The time taken for the linear access case is relatively consistent across different array sizes.

On the other hand, the time taken for the random access case is fairly consistent when the size of the array is equal to or below 512 kb. The time taken then increases significantly when the array size grows above 512 kb.

The CPU has a total L1 cache size of 64 kb. When the array size is below 64 kb, the difference in time taken is fairly small. This is because the size of the array is not larger than the L1 cache size of 64 kb. The array elements can be accessed in the L1 cache and there should be no cache misses in this scenario. This means no cache line replacement would happen.

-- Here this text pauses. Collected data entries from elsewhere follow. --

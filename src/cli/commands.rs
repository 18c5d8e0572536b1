use crate::cli::{CaptureArgs, Commands, OutputFormat};
use crate::config::Config;
use crate::ebpf::events::PacketEvent;
use crate::ebpf::reader::CloseHandle;
use crate::Result;
use std::future::Future;
use std::path::Path;
use tokio_util::sync::CancellationToken;
use tracing::{info, warn};

pub async fn handle_command(command: Commands, config_path: Option<&Path>) -> anyhow::Result<()> {
    match command {
        Commands::Capture(args) => {
            let config = effective_config(config_path, &args)?;
            handle_capture(config, args.format).await
        }
        Commands::ShowConfig(args) => {
            let config = effective_config(config_path, &args)?;
            print!("{}", config.to_yaml()?);
            Ok(())
        }
    }
}

/// Config file (or defaults) with command-line overrides applied
pub fn effective_config(config_path: Option<&Path>, args: &CaptureArgs) -> Result<Config> {
    let mut config = match config_path {
        Some(path) => Config::from_file(path)?,
        None => Config::default(),
    };
    args.apply(&mut config);
    config.validate()?;
    Ok(config)
}

pub fn format_event(event: &PacketEvent, format: OutputFormat) -> String {
    match format {
        OutputFormat::Text => format!(
            "cookie={:#06x} len={} payload={:?}",
            event.cookie,
            event.packet_length,
            event.payload.as_ref()
        ),
        OutputFormat::Json => serde_json::to_string(event)
            .unwrap_or_else(|e| format!("{{\"error\":\"{}\"}}", e)),
    }
}

/// Stop the capture once `signal` fires. If listening for the signal
/// fails, the capture keeps running.
pub async fn stop_on_signal<S>(signal: S, cancel: CancellationToken, closer: CloseHandle)
where
    S: Future<Output = std::io::Result<()>>,
{
    if let Err(e) = signal.await {
        warn!("Failed to listen for Ctrl-C, capture continues: {}", e);
        return;
    }
    info!("Shutdown signal received");
    cancel.cancel();
    closer.close();
}

#[cfg(target_os = "linux")]
async fn handle_capture(config: Config, format: OutputFormat) -> anyhow::Result<()> {
    use crate::ebpf::loader::FilterArtifact;
    use crate::ebpf::AyaBackend;
    use crate::pipeline::Pipeline;
    use anyhow::Context;

    if config.raise_memlock {
        raise_memlock_limit();
    }

    let artifact = FilterArtifact::read(&config.object).context("Failed to read eBPF object")?;
    let mut backend = AyaBackend::new(config.auto_precedence.clone());
    let cancel = CancellationToken::new();
    let mut pipeline = Pipeline::start(
        &mut backend,
        artifact,
        &config.pipeline_settings(),
        cancel.clone(),
    )
    .with_context(|| format!("Failed to start capture on {}", config.interface))?;

    if let Some(closer) = pipeline.close_handle() {
        tokio::spawn(stop_on_signal(tokio::signal::ctrl_c(), cancel, closer));
    }

    info!("Capturing on {}. Press Ctrl-C to exit.", config.interface);
    let stats = pipeline
        .run(|event| println!("{}", format_event(&event, format)))
        .await
        .context("Capture stopped")?;

    info!("Captured {} packet(s)", stats.events);
    Ok(())
}

#[cfg(not(target_os = "linux"))]
async fn handle_capture(_config: Config, _format: OutputFormat) -> anyhow::Result<()> {
    anyhow::bail!("capturing requires Linux to run eBPF programs")
}

/// Lift the locked-memory limit so map allocations are not refused on
/// kernels without memcg-based accounting.
#[cfg(target_os = "linux")]
fn raise_memlock_limit() {
    let rlim = libc::rlimit {
        rlim_cur: libc::RLIM_INFINITY,
        rlim_max: libc::RLIM_INFINITY,
    };
    // SAFETY: rlim is a valid rlimit for the duration of the call
    let ret = unsafe { libc::setrlimit(libc::RLIMIT_MEMLOCK, &rlim) };
    if ret != 0 {
        tracing::warn!(
            "Failed to remove RLIMIT_MEMLOCK: {}",
            std::io::Error::last_os_error()
        );
    }
}

#[cfg(test)]
mod tests {
    use super::*;
    use bytes::Bytes;
    use std::io::Write;

    fn sample_event() -> PacketEvent {
        PacketEvent {
            cookie: 0xdead,
            packet_length: 3,
            payload: Bytes::from_static(&[1, 2, 3]),
        }
    }

    #[test]
    fn test_format_text() {
        assert_eq!(
            format_event(&sample_event(), OutputFormat::Text),
            "cookie=0xdead len=3 payload=[1, 2, 3]"
        );
    }

    #[test]
    fn test_format_json() {
        let line = format_event(&sample_event(), OutputFormat::Json);
        let value: serde_json::Value = serde_json::from_str(&line).unwrap();

        assert_eq!(value["cookie"], 0xdead);
        assert_eq!(value["packet_length"], 3);
        assert_eq!(value["payload"], serde_json::json!([1, 2, 3]));
    }

    #[test]
    fn test_flags_override_file() {
        let mut file = tempfile::NamedTempFile::new().unwrap();
        writeln!(file, "interface: veth0\nmap: events").unwrap();

        let args = CaptureArgs {
            interface: Some("lo".to_string()),
            ..CaptureArgs::default()
        };
        let config = effective_config(Some(file.path()), &args).unwrap();

        assert_eq!(config.interface, "lo");
        assert_eq!(config.map, "events");
    }

    fn close_handle() -> (crate::ebpf::reader::RingReader, CloseHandle) {
        use crate::ebpf::reader::{channel, EventSource};

        let (_sender, reader) = channel(1);
        let closer = reader.close_handle();
        (reader, closer)
    }

    #[tokio::test]
    async fn test_signal_stops_capture() {
        let (_reader, closer) = close_handle();
        let cancel = CancellationToken::new();

        stop_on_signal(async { Ok(()) }, cancel.clone(), closer.clone()).await;

        assert!(cancel.is_cancelled());
        assert!(closer.is_closed());
    }

    #[tokio::test]
    async fn test_failed_signal_listener_keeps_capturing() {
        let (_reader, closer) = close_handle();
        let cancel = CancellationToken::new();

        let signal = async { Err(std::io::Error::other("no signal driver")) };
        stop_on_signal(signal, cancel.clone(), closer.clone()).await;

        assert!(!cancel.is_cancelled());
        assert!(!closer.is_closed());
    }

    #[cfg(target_os = "linux")]
    #[tokio::test]
    async fn test_capture_error_carries_context() {
        let args = CaptureArgs {
            object: Some("/nonexistent/elfs/send.o".into()),
            keep_memlock: true,
            ..CaptureArgs::default()
        };

        let err = handle_command(Commands::Capture(args), None).await.unwrap_err();
        let message = format!("{:#}", err);

        assert!(message.starts_with("Failed to read eBPF object: "));
        assert!(message.contains("/nonexistent/elfs/send.o"));
        assert!(err.downcast_ref::<crate::ebpf::loader::LoadError>().is_some());
    }
}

The CPU has a total L2 cache size of 512 kb. When the array size is below 576 kb, the time taken for the random access case takes slightly longer. The array size is larger than the total of L1 cache and the L2 cache of 256 kb is needed. Some array elements are loaded into the L2 cache. The CPU needs to access cache lines in lower level caches when there is a cache miss in higher level caches. The L2 cache is accessed when there is a cache miss in the L1 cache. Having to use the L2 cache increases latency.

Sequential access of array element promotes sequential locality. Sequential locality allows for fast sequential access of the array elements, because values are stored closer together. For random access, the CPU has to spend more time searching for what it wants inside the cache.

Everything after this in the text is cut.